Exercise = An exact copy of all the records is the expected answer.

____ Entries provided

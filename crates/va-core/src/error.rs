use thiserror::Error;

pub type VaResult<T> = Result<T, VaError>;

#[derive(Error, Debug, Clone, PartialEq)]
pub enum VaError {
    #[error("Non-finite numeric value for {what}: {value}")]
    NonFinite { what: &'static str, value: f64 },

    #[error("Invalid argument: {what}")]
    InvalidArg { what: &'static str },

    #[error("Invariant violated: {what}")]
    Invariant { what: &'static str },
}
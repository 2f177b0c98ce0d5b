//! Device YAML loader.
//!
//! A device file groups devices by category:
//!
//! ```yaml
//! magnets:
//!   QM01:
//!     metadata: { type: QUAD, area: DIAG0 }
//!     controls_information:
//!       control_name: QUAD:DIAG0:190
//!       PVs: { bctrl: "QUAD:DIAG0:190:BCTRL", bact: "QUAD:DIAG0:190:BACT" }
//! screens: { ... }
//! tcavs: { ... }
//! bpms: { ... }
//! ```
//!
//! Only devices the virtual accelerator can drive are kept.

use std::collections::BTreeMap;
use std::path::Path;

use serde::{Deserialize, Serialize};
use va_pv::ControlNameMap;

use crate::ConfigResult;

#[derive(Debug, Clone, Default, Serialize, Deserialize, PartialEq)]
pub struct DeviceConfig {
    #[serde(default)]
    pub magnets: BTreeMap<String, DeviceDef>,
    #[serde(default)]
    pub screens: BTreeMap<String, DeviceDef>,
    #[serde(default)]
    pub tcavs: BTreeMap<String, DeviceDef>,
    #[serde(default)]
    pub bpms: BTreeMap<String, DeviceDef>,
}

#[derive(Debug, Clone, Serialize, Deserialize, PartialEq)]
pub struct DeviceDef {
    pub metadata: DeviceMetadata,
    pub controls_information: ControlsInformation,
}

#[derive(Debug, Clone, Serialize, Deserialize, PartialEq)]
pub struct DeviceMetadata {
    #[serde(rename = "type")]
    pub device_type: String,
    #[serde(flatten)]
    pub extra: BTreeMap<String, serde_yaml::Value>,
}

#[derive(Debug, Clone, Serialize, Deserialize, PartialEq)]
pub struct ControlsInformation {
    pub control_name: String,
    #[serde(rename = "PVs", default)]
    pub pvs: BTreeMap<String, String>,
}

#[derive(Debug, Clone, Copy, PartialEq, Eq, Hash, PartialOrd, Ord, Serialize)]
#[serde(rename_all = "snake_case")]
pub enum DeviceCategory {
    Magnet,
    Screen,
    Tcav,
    Bpm,
}

impl DeviceCategory {
    /// Device types kept for this category.
    fn accepts(self, device_type: &str) -> bool {
        match self {
            Self::Magnet => matches!(device_type, "QUAD" | "XCOR" | "YCOR" | "SOLE"),
            Self::Screen => device_type == "PROF",
            Self::Tcav => device_type == "LCAV",
            Self::Bpm => device_type == "BPM",
        }
    }
}

/// A device kept by [`load_relevant_controls`].
#[derive(Debug, Clone, PartialEq, Serialize)]
pub struct DeviceEntry {
    pub category: DeviceCategory,
    /// Short PV key (`bctrl`, `image`, ...) to full PV name
    pub pvs: BTreeMap<String, String>,
    pub metadata: DeviceMetadata,
    /// Lattice element name, lower-cased
    pub madname: String,
}

/// Devices keyed by control name.
#[derive(Debug, Clone, Default, PartialEq, Serialize)]
pub struct DeviceMap {
    devices: BTreeMap<String, DeviceEntry>,
}

impl DeviceMap {
    pub fn from_config(config: &DeviceConfig) -> Self {
        let groups = [
            (DeviceCategory::Magnet, &config.magnets),
            (DeviceCategory::Screen, &config.screens),
            (DeviceCategory::Tcav, &config.tcavs),
            (DeviceCategory::Bpm, &config.bpms),
        ];
        let mut devices = BTreeMap::new();
        for (category, group) in groups {
            for (name, def) in group {
                if !category.accepts(&def.metadata.device_type) {
                    continue;
                }
                devices.insert(
                    def.controls_information.control_name.clone(),
                    DeviceEntry {
                        category,
                        pvs: def.controls_information.pvs.clone(),
                        metadata: def.metadata.clone(),
                        madname: name.to_lowercase(),
                    },
                );
            }
        }
        Self { devices }
    }

    pub fn get(&self, control_name: &str) -> Option<&DeviceEntry> {
        self.devices.get(control_name)
    }

    pub fn iter(&self) -> impl Iterator<Item = (&str, &DeviceEntry)> {
        self.devices.iter().map(|(k, v)| (k.as_str(), v))
    }

    pub fn len(&self) -> usize {
        self.devices.len()
    }

    pub fn is_empty(&self) -> bool {
        self.devices.is_empty()
    }

    /// Control name to MAD element name table for the engine.
    pub fn control_name_map(&self) -> ControlNameMap {
        ControlNameMap::from_pairs(
            self.devices
                .iter()
                .map(|(control, entry)| (control.clone(), entry.madname.as_str())),
        )
    }
}

/// Read a device YAML file and keep the devices the accelerator can drive.
pub fn load_relevant_controls(path: &Path) -> ConfigResult<DeviceMap> {
    let content = std::fs::read_to_string(path)?;
    let config: DeviceConfig = serde_yaml::from_str(&content)?;
    Ok(DeviceMap::from_config(&config))
}

#[cfg(test)]
mod tests {
    use super::*;

    const YAML: &str = r#"
magnets:
  QM01:
    metadata: { type: QUAD, area: DIAG0, sum_l_meters: 12.5 }
    controls_information:
      control_name: "QUAD:DIAG0:190"
      PVs: { bctrl: "QUAD:DIAG0:190:BCTRL", bact: "QUAD:DIAG0:190:BACT" }
  BEND1:
    metadata: { type: BEND }
    controls_information:
      control_name: "BEND:DIAG0:100"
screens:
  OTRDG02:
    metadata: { type: PROF }
    controls_information:
      control_name: "OTRS:DIAG0:420"
      PVs: { image: "OTRS:DIAG0:420:Image:ArrayData" }
  WIRE1:
    metadata: { type: WIRE }
    controls_information:
      control_name: "WIRE:DIAG0:1"
"#;

    #[test]
    fn keeps_only_drivable_devices() {
        let config: DeviceConfig = serde_yaml::from_str(YAML).unwrap();
        let map = DeviceMap::from_config(&config);
        assert_eq!(map.len(), 2);

        let quad = map.get("QUAD:DIAG0:190").unwrap();
        assert_eq!(quad.category, DeviceCategory::Magnet);
        assert_eq!(quad.madname, "qm01");
        assert_eq!(quad.pvs["bctrl"], "QUAD:DIAG0:190:BCTRL");
        assert!(quad.metadata.extra.contains_key("area"));
        assert!(map.get("BEND:DIAG0:100").is_none());
        assert!(map.get("WIRE:DIAG0:1").is_none());
    }

    #[test]
    fn builds_control_name_map() {
        let config: DeviceConfig = serde_yaml::from_str(YAML).unwrap();
        let names = DeviceMap::from_config(&config).control_name_map();
        assert_eq!(names.resolve("OTRS:DIAG0:420").unwrap(), ["otrdg02"]);
    }
}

________

Solved problem =
filename crates/va-core/src/error.rs
use thiserror::Error;

pub type VaResult<T> = Result<T, VaError>;

#[derive(Error, Debug, Clone, PartialEq)]
pub enum VaError {
    #[error("Non-finite numeric value for {what}: {value}")]
    NonFinite { what: &'static str, value: f64 },

    #[error("Invalid argument: {what}")]
    InvalidArg { what: &'static str },

    #[error("Invariant violated: {what}")]
    Invariant { what: &'static str },
}
repository 2f177b0c98ce0d5b
//! Device YAML loader.
//!
//! A device file groups devices by category:
//!
//! ```yaml
//! magnets:
//!   QM01:
//!     metadata: { type: QUAD, area: DIAG0 }
//!     controls_information:
//!       control_name: QUAD:DIAG0:190
//!       PVs: { bctrl: "QUAD:DIAG0:190:BCTRL", bact: "QUAD:DIAG0:190:BACT" }
//! screens: { ... }
//! tcavs: { ... }
//! bpms: { ... }
//! ```
//!
//! Only devices the virtual accelerator can drive are kept.

use std::collections::BTreeMap;
use std::path::Path;

use serde::{Deserialize, Serialize};
use va_pv::ControlNameMap;

use crate::ConfigResult;

#[derive(Debug, Clone, Default, Serialize, Deserialize, PartialEq)]
pub struct DeviceConfig {
    #[serde(default)]
    pub magnets: BTreeMap<String, DeviceDef>,
    #[serde(default)]
    pub screens: BTreeMap<String, DeviceDef>,
    #[serde(default)]
    pub tcavs: BTreeMap<String, DeviceDef>,
    #[serde(default)]
    pub bpms: BTreeMap<String, DeviceDef>,
}

#[derive(Debug, Clone, Serialize, Deserialize, PartialEq)]
pub struct DeviceDef {
    pub metadata: DeviceMetadata,
    pub controls_information: ControlsInformation,
}

#[derive(Debug, Clone, Serialize, Deserialize, PartialEq)]
pub struct DeviceMetadata {
    #[serde(rename = "type")]
    pub device_type: String,
    #[serde(flatten)]
    pub extra: BTreeMap<String, serde_yaml::Value>,
}

#[derive(Debug, Clone, Serialize, Deserialize, PartialEq)]
pub struct ControlsInformation {
    pub control_name: String,
    #[serde(rename = "PVs", default)]
    pub pvs: BTreeMap<String, String>,
}

#[derive(Debug, Clone, Copy, PartialEq, Eq, Hash, PartialOrd, Ord, Serialize)]
#[serde(rename_all = "snake_case")]
pub enum DeviceCategory {
    Magnet,
    Screen,
    Tcav,
    Bpm,
}

impl DeviceCategory {
    /// Device types kept for this category.
    fn accepts(self, device_type: &str) -> bool {
        match self {
            Self::Magnet => matches!(device_type, "QUAD" | "XCOR" | "YCOR" | "SOLE"),
            Self::Screen => device_type == "PROF",
            Self::Tcav => device_type == "LCAV",
            Self::Bpm => device_type == "BPM",
        }
    }
}

/// A device kept by [`load_relevant_controls`].
#[derive(Debug, Clone, PartialEq, Serialize)]
pub struct DeviceEntry {
    pub category: DeviceCategory,
    /// Short PV key (`bctrl`, `image`, ...) to full PV name
    pub pvs: BTreeMap<String, String>,
    pub metadata: DeviceMetadata,
    /// Lattice element name, lower-cased
    pub madname: String,
}

/// Devices keyed by control name.
#[derive(Debug, Clone, Default, PartialEq, Serialize)]
pub struct DeviceMap {
    devices: BTreeMap<String, DeviceEntry>,
}

impl DeviceMap {
    pub fn from_config(config: &DeviceConfig) -> Self {
        let groups = [
            (DeviceCategory::Magnet, &config.magnets),
            (DeviceCategory::Screen, &config.screens),
            (DeviceCategory::Tcav, &config.tcavs),
            (DeviceCategory::Bpm, &config.bpms),
        ];
        let mut devices = BTreeMap::new();
        for (category, group) in groups {
            for (name, def) in group {
                if !category.accepts(&def.metadata.device_type) {
                    continue;
                }
                devices.insert(
                    def.controls_information.control_name.clone(),
                    DeviceEntry {
                        category,
                        pvs: def.controls_information.pvs.clone(),
                        metadata: def.metadata.clone(),
                        madname: name.to_lowercase(),
                    },
                );
            }
        }
        Self { devices }
    }

    pub fn get(&self, control_name: &str) -> Option<&DeviceEntry> {
        self.devices.get(control_name)
    }

    pub fn iter(&self) -> impl Iterator<Item = (&str, &DeviceEntry)> {
        self.devices.iter().map(|(k, v)| (k.as_str(), v))
    }

    pub fn len(&self) -> usize {
        self.devices.len()
    }

    pub fn is_empty(&self) -> bool {
        self.devices.is_empty()
    }

    /// Control name to MAD element name table for the engine.
    pub fn control_name_map(&self) -> ControlNameMap {
        ControlNameMap::from_pairs(
            self.devices
                .iter()
                .map(|(control, entry)| (control.clone(), entry.madname.as_str())),
        )
    }
}

/// Read a device YAML file and keep the devices the accelerator can drive.
pub fn load_relevant_controls(path: &Path) -> ConfigResult<DeviceMap> {
    let content = std::fs::read_to_string(path)?;
    let config: DeviceConfig = serde_yaml::from_str(&content)?;
    Ok(DeviceMap::from_config(&config))
}

#[cfg(test)]
mod tests {
    use super::*;

    const YAML: &str = r#"
magnets:
  QM01:
    metadata: { type: QUAD, area: DIAG0, sum_l_meters: 12.5 }
    controls_information:
      control_name: "QUAD:DIAG0:190"
      PVs: { bctrl: "QUAD:DIAG0:190:BCTRL", bact: "QUAD:DIAG0:190:BACT" }
  BEND1:
    metadata: { type: BEND }
    controls_information:
      control_name: "BEND:DIAG0:100"
screens:
  OTRDG02:
    metadata: { type: PROF }
    controls_information:
      control_name: "OTRS:DIAG0:420"
      PVs: { image: "OTRS:DIAG0:420:Image:ArrayData" }
  WIRE1:
    metadata: { type: WIRE }
    controls_information:
      control_name: "WIRE:DIAG0:1"
"#;

    #[test]
    fn keeps_only_drivable_devices() {
        let config: DeviceConfig = serde_yaml::from_str(YAML).unwrap();
        let map = DeviceMap::from_config(&config);
        assert_eq!(map.len(), 2);

        let quad = map.get("QUAD:DIAG0:190").unwrap();
        assert_eq!(quad.category, DeviceCategory::Magnet);
        assert_eq!(quad.madname, "qm01");
        assert_eq!(quad.pvs["bctrl"], "QUAD:DIAG0:190:BCTRL");
        assert!(quad.metadata.extra.contains_key("area"));
        assert!(map.get("BEND:DIAG0:100").is_none());
        assert!(map.get("WIRE:DIAG0:1").is_none());
    }

    #[test]
    fn builds_control_name_map() {
        let config: DeviceConfig = serde_yaml::from_str(YAML).unwrap();
        let names = DeviceMap::from_config(&config).control_name_map();
        assert_eq!(names.resolve("OTRS:DIAG0:420").unwrap(), ["otrdg02"]);
    }
}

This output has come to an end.